Material supplied:
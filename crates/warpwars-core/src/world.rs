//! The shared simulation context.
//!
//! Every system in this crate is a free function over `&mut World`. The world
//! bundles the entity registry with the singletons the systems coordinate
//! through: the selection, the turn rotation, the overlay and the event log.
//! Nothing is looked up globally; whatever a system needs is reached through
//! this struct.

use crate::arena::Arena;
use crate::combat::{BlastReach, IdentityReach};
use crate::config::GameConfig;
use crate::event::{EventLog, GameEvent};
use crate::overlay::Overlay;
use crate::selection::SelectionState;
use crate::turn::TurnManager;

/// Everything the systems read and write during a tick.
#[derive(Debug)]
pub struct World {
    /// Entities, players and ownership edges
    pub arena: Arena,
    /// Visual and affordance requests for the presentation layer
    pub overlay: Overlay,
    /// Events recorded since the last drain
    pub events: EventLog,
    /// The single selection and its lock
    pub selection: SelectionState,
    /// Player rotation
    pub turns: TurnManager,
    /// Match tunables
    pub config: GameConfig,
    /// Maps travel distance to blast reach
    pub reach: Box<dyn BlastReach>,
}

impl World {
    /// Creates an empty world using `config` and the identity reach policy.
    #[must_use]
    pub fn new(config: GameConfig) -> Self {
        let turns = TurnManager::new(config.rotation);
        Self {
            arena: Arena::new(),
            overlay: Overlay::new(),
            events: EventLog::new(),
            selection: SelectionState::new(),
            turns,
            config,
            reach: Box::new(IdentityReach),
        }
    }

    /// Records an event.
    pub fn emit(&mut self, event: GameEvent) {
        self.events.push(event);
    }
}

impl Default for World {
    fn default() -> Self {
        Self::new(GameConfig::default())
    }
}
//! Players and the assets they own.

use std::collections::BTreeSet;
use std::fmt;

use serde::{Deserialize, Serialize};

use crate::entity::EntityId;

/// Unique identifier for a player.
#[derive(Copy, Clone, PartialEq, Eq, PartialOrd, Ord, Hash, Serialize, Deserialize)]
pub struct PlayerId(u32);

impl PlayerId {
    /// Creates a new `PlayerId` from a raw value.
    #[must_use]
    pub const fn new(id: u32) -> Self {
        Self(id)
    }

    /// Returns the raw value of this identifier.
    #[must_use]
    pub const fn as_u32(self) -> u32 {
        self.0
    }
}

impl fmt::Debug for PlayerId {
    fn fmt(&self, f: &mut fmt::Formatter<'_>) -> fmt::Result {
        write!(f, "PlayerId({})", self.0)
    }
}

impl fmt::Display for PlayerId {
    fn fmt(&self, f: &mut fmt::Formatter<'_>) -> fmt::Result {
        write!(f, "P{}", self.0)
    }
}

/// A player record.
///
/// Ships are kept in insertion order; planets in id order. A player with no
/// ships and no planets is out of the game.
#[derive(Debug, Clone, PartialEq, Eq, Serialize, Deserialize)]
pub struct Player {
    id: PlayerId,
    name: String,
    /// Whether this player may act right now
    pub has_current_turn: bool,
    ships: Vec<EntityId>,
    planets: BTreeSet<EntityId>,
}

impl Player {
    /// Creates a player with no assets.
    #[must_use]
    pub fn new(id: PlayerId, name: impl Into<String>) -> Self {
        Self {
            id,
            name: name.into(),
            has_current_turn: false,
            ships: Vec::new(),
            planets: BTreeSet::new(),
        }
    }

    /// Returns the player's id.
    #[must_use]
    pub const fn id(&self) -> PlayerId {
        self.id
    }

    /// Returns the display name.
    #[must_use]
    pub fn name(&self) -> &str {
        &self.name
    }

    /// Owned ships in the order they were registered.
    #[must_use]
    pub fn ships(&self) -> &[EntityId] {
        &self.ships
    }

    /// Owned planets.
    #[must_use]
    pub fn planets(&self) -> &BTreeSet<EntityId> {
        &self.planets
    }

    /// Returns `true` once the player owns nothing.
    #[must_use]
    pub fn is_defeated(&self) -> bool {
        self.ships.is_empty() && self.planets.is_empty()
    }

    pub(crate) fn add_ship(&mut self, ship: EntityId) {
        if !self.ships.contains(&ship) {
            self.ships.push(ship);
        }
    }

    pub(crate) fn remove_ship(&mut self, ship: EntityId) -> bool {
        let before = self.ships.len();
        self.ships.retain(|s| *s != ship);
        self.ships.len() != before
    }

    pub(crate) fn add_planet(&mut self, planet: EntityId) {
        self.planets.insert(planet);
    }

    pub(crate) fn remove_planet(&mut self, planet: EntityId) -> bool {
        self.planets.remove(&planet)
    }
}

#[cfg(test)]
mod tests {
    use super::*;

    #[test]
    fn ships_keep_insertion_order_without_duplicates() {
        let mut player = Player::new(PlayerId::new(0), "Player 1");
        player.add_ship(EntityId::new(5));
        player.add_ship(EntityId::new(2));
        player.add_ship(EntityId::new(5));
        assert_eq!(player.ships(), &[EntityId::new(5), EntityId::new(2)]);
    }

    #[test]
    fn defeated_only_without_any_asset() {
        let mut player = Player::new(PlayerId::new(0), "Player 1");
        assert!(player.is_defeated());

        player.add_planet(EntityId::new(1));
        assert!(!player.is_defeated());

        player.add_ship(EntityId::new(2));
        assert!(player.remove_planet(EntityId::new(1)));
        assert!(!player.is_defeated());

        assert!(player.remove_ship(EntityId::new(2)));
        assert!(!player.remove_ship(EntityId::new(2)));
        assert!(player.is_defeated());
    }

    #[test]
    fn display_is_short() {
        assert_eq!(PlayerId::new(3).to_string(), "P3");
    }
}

---

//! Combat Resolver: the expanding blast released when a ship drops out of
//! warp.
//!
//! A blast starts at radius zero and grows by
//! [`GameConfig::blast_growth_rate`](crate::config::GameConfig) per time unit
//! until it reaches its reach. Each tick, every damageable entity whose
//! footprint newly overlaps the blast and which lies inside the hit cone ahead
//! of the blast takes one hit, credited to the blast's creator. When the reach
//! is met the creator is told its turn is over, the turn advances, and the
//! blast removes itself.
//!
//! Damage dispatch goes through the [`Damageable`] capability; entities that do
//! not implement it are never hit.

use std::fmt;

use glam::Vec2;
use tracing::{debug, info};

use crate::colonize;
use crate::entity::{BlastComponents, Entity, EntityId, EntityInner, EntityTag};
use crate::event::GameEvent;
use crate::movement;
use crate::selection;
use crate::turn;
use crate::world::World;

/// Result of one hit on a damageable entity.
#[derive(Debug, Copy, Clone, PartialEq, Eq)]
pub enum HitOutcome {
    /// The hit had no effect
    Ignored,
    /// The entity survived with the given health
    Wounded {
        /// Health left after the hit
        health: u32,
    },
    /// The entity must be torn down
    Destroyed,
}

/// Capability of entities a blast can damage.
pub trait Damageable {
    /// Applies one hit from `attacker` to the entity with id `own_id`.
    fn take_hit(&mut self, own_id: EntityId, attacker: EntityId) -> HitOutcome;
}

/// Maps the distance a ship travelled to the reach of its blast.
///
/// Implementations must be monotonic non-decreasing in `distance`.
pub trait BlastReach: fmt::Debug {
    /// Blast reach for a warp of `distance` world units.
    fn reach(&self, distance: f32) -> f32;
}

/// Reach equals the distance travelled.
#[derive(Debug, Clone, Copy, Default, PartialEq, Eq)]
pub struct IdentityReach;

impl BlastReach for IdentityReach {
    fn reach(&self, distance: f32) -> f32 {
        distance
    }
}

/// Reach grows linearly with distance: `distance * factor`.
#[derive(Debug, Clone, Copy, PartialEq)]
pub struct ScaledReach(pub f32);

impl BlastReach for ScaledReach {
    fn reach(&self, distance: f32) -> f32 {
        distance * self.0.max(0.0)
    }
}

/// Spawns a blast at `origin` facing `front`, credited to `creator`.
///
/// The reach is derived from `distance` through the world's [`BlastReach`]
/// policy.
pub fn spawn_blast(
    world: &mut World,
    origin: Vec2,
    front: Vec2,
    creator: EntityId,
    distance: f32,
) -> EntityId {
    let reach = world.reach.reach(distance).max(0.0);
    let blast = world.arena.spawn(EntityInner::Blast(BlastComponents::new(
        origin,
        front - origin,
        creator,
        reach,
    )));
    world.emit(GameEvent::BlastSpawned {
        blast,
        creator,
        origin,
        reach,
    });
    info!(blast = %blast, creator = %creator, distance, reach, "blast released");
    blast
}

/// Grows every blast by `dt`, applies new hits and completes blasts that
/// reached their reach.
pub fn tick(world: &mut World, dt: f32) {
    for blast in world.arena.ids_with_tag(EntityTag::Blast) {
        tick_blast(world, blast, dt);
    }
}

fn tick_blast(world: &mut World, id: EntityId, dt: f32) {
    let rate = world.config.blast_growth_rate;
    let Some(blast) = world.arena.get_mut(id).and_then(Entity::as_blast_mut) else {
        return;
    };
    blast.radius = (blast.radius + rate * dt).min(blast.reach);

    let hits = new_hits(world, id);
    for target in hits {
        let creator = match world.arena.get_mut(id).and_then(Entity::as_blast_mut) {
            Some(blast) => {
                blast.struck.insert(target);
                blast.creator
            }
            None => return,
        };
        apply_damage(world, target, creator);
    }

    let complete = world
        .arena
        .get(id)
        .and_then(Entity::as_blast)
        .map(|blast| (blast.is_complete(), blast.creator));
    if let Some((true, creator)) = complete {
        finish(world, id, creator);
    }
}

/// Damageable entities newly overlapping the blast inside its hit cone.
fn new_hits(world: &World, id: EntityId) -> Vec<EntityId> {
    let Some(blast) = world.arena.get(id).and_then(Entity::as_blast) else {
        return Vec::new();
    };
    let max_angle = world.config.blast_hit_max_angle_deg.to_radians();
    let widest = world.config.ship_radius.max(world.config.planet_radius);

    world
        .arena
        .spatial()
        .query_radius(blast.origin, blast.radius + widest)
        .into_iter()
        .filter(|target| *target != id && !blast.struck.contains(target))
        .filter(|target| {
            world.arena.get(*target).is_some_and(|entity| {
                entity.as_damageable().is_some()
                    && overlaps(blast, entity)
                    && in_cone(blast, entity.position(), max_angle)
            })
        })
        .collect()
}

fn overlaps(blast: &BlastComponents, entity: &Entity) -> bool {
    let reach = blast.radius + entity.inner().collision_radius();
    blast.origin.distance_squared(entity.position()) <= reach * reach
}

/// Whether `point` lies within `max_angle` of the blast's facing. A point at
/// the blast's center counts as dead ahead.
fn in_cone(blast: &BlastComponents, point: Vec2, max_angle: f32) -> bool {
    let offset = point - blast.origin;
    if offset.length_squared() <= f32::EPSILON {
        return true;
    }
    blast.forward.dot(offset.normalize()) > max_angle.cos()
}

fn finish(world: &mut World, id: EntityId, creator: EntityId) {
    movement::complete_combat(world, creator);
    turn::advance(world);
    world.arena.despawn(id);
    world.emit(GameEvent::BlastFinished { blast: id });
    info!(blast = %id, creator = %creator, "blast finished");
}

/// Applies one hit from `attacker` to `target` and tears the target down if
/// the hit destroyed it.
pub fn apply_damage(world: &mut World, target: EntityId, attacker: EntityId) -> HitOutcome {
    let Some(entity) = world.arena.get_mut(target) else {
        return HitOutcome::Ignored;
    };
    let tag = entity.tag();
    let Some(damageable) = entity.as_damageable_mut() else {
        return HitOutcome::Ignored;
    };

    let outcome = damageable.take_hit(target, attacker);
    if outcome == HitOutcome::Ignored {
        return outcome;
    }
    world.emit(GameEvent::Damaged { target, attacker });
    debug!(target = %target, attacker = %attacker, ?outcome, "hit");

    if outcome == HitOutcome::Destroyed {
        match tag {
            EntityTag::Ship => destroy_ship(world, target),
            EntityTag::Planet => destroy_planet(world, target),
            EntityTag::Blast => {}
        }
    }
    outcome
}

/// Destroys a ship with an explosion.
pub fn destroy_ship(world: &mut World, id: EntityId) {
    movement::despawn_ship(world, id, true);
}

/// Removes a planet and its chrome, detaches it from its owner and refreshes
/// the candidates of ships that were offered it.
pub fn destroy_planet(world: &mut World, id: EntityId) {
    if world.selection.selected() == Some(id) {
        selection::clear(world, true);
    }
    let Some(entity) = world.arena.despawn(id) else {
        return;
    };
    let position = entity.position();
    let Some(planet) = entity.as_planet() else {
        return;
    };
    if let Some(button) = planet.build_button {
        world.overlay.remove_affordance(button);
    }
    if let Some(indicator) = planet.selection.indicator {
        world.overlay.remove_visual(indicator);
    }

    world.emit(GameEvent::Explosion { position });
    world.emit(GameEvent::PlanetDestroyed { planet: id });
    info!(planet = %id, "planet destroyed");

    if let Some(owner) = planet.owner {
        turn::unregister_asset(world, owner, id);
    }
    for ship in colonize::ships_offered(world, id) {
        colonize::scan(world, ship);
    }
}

* * *

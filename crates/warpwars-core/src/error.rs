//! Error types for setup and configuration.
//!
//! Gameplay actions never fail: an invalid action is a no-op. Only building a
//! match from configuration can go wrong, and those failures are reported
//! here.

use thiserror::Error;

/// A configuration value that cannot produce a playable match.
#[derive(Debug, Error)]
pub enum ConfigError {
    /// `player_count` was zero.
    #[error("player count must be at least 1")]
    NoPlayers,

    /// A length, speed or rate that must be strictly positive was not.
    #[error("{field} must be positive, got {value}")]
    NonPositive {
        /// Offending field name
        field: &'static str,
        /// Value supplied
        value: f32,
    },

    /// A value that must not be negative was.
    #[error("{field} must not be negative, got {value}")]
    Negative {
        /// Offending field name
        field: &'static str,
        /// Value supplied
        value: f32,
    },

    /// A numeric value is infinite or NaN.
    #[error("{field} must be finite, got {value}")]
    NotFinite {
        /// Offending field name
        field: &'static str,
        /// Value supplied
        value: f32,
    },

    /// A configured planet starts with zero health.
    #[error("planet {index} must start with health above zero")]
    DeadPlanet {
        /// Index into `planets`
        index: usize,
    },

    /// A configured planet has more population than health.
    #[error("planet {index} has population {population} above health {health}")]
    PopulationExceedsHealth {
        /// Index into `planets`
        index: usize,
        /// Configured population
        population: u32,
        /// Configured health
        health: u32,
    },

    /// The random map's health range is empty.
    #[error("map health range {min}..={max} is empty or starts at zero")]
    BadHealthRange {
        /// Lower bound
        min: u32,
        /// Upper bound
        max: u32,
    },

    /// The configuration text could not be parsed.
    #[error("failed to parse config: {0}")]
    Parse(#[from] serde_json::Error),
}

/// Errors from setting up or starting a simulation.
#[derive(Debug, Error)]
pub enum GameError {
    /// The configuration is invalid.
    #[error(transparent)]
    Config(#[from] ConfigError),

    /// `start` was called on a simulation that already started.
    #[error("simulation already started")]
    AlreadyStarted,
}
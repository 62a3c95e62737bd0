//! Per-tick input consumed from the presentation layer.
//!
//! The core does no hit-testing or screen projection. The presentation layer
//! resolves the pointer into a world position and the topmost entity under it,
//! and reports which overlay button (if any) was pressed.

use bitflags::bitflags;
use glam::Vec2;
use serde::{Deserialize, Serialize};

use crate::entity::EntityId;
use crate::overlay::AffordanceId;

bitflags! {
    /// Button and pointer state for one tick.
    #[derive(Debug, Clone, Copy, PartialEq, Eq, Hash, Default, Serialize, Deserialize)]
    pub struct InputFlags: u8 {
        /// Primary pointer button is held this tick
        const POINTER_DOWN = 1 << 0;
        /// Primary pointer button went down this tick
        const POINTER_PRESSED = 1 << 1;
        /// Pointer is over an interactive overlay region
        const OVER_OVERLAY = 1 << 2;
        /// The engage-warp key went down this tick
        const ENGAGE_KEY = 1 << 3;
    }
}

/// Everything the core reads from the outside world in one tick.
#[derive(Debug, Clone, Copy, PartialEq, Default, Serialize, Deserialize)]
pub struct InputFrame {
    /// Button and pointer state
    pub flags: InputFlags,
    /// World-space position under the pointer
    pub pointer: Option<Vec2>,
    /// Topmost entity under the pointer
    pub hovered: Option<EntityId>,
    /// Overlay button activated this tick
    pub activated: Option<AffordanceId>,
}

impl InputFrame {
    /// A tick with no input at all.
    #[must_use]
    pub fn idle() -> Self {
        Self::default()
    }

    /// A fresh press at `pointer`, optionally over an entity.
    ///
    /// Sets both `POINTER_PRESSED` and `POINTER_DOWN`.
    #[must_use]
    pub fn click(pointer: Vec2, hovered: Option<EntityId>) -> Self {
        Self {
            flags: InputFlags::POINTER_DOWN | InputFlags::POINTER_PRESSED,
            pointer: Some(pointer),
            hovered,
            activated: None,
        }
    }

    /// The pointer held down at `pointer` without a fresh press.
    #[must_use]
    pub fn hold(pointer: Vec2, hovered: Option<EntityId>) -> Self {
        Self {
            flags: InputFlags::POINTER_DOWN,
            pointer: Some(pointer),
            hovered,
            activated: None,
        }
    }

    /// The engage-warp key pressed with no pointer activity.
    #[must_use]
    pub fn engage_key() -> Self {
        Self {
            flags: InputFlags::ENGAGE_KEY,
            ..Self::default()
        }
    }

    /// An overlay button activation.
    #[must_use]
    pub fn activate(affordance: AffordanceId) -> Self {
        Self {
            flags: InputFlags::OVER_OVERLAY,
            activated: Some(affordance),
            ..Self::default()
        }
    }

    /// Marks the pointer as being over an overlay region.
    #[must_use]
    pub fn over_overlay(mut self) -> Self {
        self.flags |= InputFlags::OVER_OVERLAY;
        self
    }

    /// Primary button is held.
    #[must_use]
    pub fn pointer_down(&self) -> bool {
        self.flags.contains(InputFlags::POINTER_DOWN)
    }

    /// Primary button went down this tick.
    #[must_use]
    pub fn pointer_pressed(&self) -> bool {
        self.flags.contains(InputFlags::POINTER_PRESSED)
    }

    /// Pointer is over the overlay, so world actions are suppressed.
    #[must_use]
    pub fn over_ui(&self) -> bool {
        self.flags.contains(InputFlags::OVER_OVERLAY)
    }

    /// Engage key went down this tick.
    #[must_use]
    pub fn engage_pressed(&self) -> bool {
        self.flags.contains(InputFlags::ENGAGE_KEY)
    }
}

Work instruction:
Scan the listing and report each line where the word "position" shows up.

Written solution:
                    && in_cone(blast, entity.position(), max_angle)
    blast.origin.distance_squared(entity.position()) <= reach * reach
    let position = entity.position();
    world.emit(GameEvent::Explosion { position });
//! resolves the pointer into a world position and the topmost entity under it,
    /// World-space position under the pointer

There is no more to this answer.